Waktu dia mau mukul Sulay, tiba-tiba tangannya ditepis oleh tombak! Bermunculan cowok-cowok kayak model yang mengepungnya pakai tombak. Torgol juga tiba-tiba udah berdiri di belakang kami.

"Serahkan masalah ini sama kami, Mardo,"

"I-iya, Pak. Mendingan kasih dia makan dulu, deh sebelum dipukulin."

Sulay menyepak kaki gue.

"Gue lapar, Do. Duit lo, kan banyak ... traktir gue, ya,"

"Lha!?"

Burhan, si cowok berkumis lebat yang nyebelin itu udah bukan urusan gue lagi. Aneh juga, gue pikir dia cuma punya masalah sama gue gara-gara Mery. Ternyata, jauh sebelum itu dia udah punya masalah sama kantor ini. Yaudahlah. Mendingan gue makan. Hari ini rasanya gue pengin banget makan mie ayam.
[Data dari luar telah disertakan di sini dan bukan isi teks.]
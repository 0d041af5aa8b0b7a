//! Resolution capping and CSS-to-internal coordinate scaling.
//!
//! # Coordinate Spaces
//!
//! - **CSS space**: the container's layout size, and where pointer events
//!   arrive.
//! - **Internal space**: the canvas backing store. Its width is capped at
//!   `max_internal_width`, so on very wide screens the browser upsamples a
//!   smaller bitmap instead of the simulation running at 4K.
//!
//! Every length that enters the simulation (ring radius, float amplitude,
//! pointer position) goes through [`Viewport::to_internal`] exactly once.

/// Container geometry resolved into internal render resolution.
#[derive(Clone, Copy, Debug, PartialEq)]
pub struct Viewport {
	/// Container width in CSS pixels.
	pub css_width: f64,
	/// Container height in CSS pixels.
	pub css_height: f64,
	/// CSS-to-internal factor, never above 1.
	pub scale: f64,
	/// Backing store width.
	pub width: f64,
	/// Backing store height.
	pub height: f64,
}

impl Viewport {
	/// Resolve a container size, capping the internal width.
	pub fn new(css_width: f64, css_height: f64, max_internal_width: f64) -> Self {
		let (css_width, css_height) = (css_width.max(0.0), css_height.max(0.0));
		let scale = if css_width > 0.0 {
			(max_internal_width / css_width).min(1.0)
		} else {
			1.0
		};

		Self {
			css_width,
			css_height,
			scale,
			width: (css_width * scale).floor(),
			height: (css_height * scale).floor(),
		}
	}

	/// Convert a CSS-space length or coordinate into internal space.
	pub fn to_internal(&self, value: f64) -> f64 {
		value * self.scale
	}

	/// Whether there is nothing to simulate or draw.
	pub fn is_empty(&self) -> bool {
		self.width <= 0.0 || self.height <= 0.0
	}

	/// Mobile layouts use a smaller ring and a calmer idle float.
	pub fn is_mobile(&self, breakpoint: f64) -> bool {
		self.css_width < breakpoint
	}

	/// Geometric center in internal space.
	pub fn center(&self) -> (f64, f64) {
		(self.width / 2.0, self.height / 2.0)
	}
}

/// Decides which container size updates warrant a fresh seed.
///
/// Only the logical width is compared. On mobile, showing or hiding the
/// on-screen keyboard or the browser toolbar changes the height alone, and
/// re-seeding on those would visibly reset the ring.
#[derive(Clone, Debug, Default)]
pub struct ResizeFilter {
	last: Option<Viewport>,
}

impl ResizeFilter {
	/// A filter that already knows the viewport seeded at mount.
	pub fn new(initial: Viewport) -> Self {
		Self {
			last: Some(initial),
		}
	}

	/// Returns the new viewport when it should replace the current one.
	///
	/// A width-stable update is still accepted when the last accepted viewport
	/// had zero area; otherwise a container that mounts collapsed would never
	/// start.
	pub fn accept(
		&mut self,
		css_width: f64,
		css_height: f64,
		max_internal_width: f64,
	) -> Option<Viewport> {
		let next = Viewport::new(css_width, css_height, max_internal_width);
		let unchanged = self.last.is_some_and(|last| {
			last.css_width == next.css_width && (!last.is_empty() || next.is_empty())
		});
		if unchanged {
			return None;
		}
		self.last = Some(next);
		Some(next)
	}

	/// The most recently accepted viewport.
	pub fn current(&self) -> Option<Viewport> {
		self.last
	}
}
Di kantin, gue agak kaget waktu ngelihat Kak Kila lagi duduk sendirian sambil makan seblak. Emang bukan hal aneh, sih soal cewek yang makan seblak ... tapi dia itu, kan Kak Kila, lho! Dia itu cewek yang kepala beserta organ tubuhnya bisa lepas kapanpun dia suka! Kok makan seblak, sih!?

Langkah Sulay tiba-tiba melambat. Dia jadi kayak salah tingkah gitu. Sinting! Baru aja dia mau mukul Burhan, sekarang udah jadi lembek kayak burjo! Gue menengok ke arah kanan, tempat Mery yang sibuk berada.
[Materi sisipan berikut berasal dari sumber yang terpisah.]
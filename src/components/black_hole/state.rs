//! Simulation state for one mounted canvas.
//!
//! Owns the particle store, the attractor and the reusable draw batches, and
//! runs a frame in a fixed order: attractor update, physics step, render.
//! Rebuilt in full (never resized in place) whenever the viewport changes.

use rand::SeedableRng;
use rand::rngs::SmallRng;

use super::attractor::{Attractor, Pointer};
use super::config::SimConfig;
use super::particles::ParticleStore;
use super::physics::{self, Batches};
use super::render::{self, Lens, Surface};
use super::scale::Viewport;
use super::theme::Theme;

/// Everything the frame callback mutates.
#[derive(Clone, Debug)]
pub struct BlackHoleState {
	pub viewport: Viewport,
	pub config: SimConfig,
	pub store: ParticleStore,
	pub attractor: Attractor,
	pub pointer: Pointer,
	pub batches: Batches,
	rng: SmallRng,
}

impl BlackHoleState {
	/// Seed from OS entropy.
	pub fn new(viewport: Viewport, config: SimConfig) -> Self {
		Self::with_rng(viewport, config, SmallRng::from_entropy())
	}

	pub fn with_rng(viewport: Viewport, config: SimConfig, mut rng: SmallRng) -> Self {
		let store = ParticleStore::seed(&viewport, &config, &mut rng);
		let attractor = Attractor::new(&viewport, &config);
		let batches = Batches {
			background: Vec::with_capacity(store.len()),
			ring_idle: Vec::with_capacity(store.len()),
			ring_active: Vec::with_capacity(store.len()),
		};

		Self {
			viewport,
			config,
			store,
			attractor,
			pointer: Pointer::default(),
			batches,
			rng,
		}
	}

	/// Replace the store and attractor for a new viewport.
	pub fn reseed(&mut self, viewport: Viewport) {
		self.viewport = viewport;
		self.store = ParticleStore::seed(&viewport, &self.config, &mut self.rng);
		self.attractor = Attractor::new(&viewport, &self.config);
		self.pointer = Pointer::default();
		self.batches.clear();
	}

	/// Pointer moved inside the container; coordinates in CSS pixels relative
	/// to the container's top-left corner.
	pub fn pointer_move(&mut self, css_x: f64, css_y: f64) {
		self.pointer = Pointer {
			x: self.viewport.to_internal(css_x),
			y: self.viewport.to_internal(css_y),
			active: true,
		};
	}

	pub fn pointer_leave(&mut self) {
		self.pointer.active = false;
	}

	pub fn lens(&self) -> Lens {
		Lens {
			ring_radius: self.store.ring_radius,
			strength: self.config.lens_strength,
			singularity_radius: self.config.singularity_radius,
		}
	}

	/// Advance the simulation one frame. Does nothing for a zero-area viewport.
	pub fn tick(&mut self) -> bool {
		if self.viewport.is_empty() {
			return false;
		}
		self.attractor.update(&self.pointer);
		physics::step(
			&mut self.store,
			&self.attractor,
			&self.viewport,
			&self.config,
			&mut self.rng,
			&mut self.batches,
		);
		true
	}

	/// Draw the batches built by the last [`tick`](Self::tick).
	pub fn draw<S: Surface + ?Sized>(&self, surface: &mut S, theme: Theme) -> usize {
		render::render(
			surface,
			&self.store,
			&self.batches,
			&self.attractor,
			&self.lens(),
			(self.viewport.width, self.viewport.height),
			theme,
		)
	}

	/// One full frame. `None` when the step was skipped.
	pub fn frame<S: Surface + ?Sized>(&mut self, surface: &mut S, theme: Theme) -> Option<usize> {
		if !self.tick() {
			return None;
		}
		Some(self.draw(surface, theme))
	}
}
"Gue mau makan nasi bakar aja, Do."

Nasi bakar, kan tempatnya jauh banget dari meja Kak Kila. Ada apa, nih!? Gue pengin jahilin Sulay, ah. Ini pasti lucu banget. Gue dengan cepat berjalan ke tempat Kak Kila dan langsung duduk di depannya.

"Eh, Mardo ... kirain siapa."

Gue cuma ketawa-ketawa. Sulay yang jauh di sana tampak lagi nungguin pesanannya sambil berdiri. Mampus lo! Saatnya kita tukar posisi. Maafin gue, ya, Pak. Hahaha! Sedetik kemudian, gue udah berdiri sambil ketawa menghadap ibu kantin yang tampak bingung. Dan waktu gue lihat ... Sulay dengan muka kagetnya yang kocak udah duduk hadap-hadapan sama Kak Kila.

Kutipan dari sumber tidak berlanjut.